Collected data entries:

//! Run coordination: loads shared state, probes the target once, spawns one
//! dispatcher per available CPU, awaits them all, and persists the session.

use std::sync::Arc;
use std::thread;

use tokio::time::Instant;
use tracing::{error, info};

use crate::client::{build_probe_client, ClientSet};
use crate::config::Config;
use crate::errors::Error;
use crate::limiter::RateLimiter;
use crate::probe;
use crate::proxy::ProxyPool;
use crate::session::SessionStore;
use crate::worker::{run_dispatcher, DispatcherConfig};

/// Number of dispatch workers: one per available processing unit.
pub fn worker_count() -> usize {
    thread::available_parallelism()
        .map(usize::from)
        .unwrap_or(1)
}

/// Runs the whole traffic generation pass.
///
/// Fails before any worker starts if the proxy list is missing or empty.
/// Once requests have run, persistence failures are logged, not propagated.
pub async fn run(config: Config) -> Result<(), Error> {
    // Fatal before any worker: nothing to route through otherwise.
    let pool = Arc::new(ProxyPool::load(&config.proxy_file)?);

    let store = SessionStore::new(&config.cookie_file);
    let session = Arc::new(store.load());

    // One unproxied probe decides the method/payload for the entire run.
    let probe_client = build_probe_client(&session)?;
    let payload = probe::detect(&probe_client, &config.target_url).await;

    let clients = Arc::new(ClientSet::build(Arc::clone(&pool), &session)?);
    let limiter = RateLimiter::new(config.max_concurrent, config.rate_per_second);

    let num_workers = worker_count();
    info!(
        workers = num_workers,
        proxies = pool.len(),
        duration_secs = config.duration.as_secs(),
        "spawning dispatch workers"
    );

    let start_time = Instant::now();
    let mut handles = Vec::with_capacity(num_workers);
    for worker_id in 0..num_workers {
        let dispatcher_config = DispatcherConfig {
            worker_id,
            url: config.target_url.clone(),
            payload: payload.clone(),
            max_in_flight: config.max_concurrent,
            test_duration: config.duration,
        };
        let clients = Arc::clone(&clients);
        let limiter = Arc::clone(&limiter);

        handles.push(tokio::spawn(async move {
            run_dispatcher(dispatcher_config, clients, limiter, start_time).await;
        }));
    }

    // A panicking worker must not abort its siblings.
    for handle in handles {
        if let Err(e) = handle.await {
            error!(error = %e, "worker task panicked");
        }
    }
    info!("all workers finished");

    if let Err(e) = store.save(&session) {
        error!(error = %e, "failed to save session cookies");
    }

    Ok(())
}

Activity >>
Which lines above run from the one containing "pub fn worker_count()" down to the one containing "missing or empty."? Repeat exactly those, both ends included, and nothing else.

Written answer >>
pub fn worker_count() -> usize {
    thread::available_parallelism()
        .map(usize::from)
        .unwrap_or(1)
}

/// Runs the whole traffic generation pass.
///
/// Fails before any worker starts if the proxy list is missing or empty.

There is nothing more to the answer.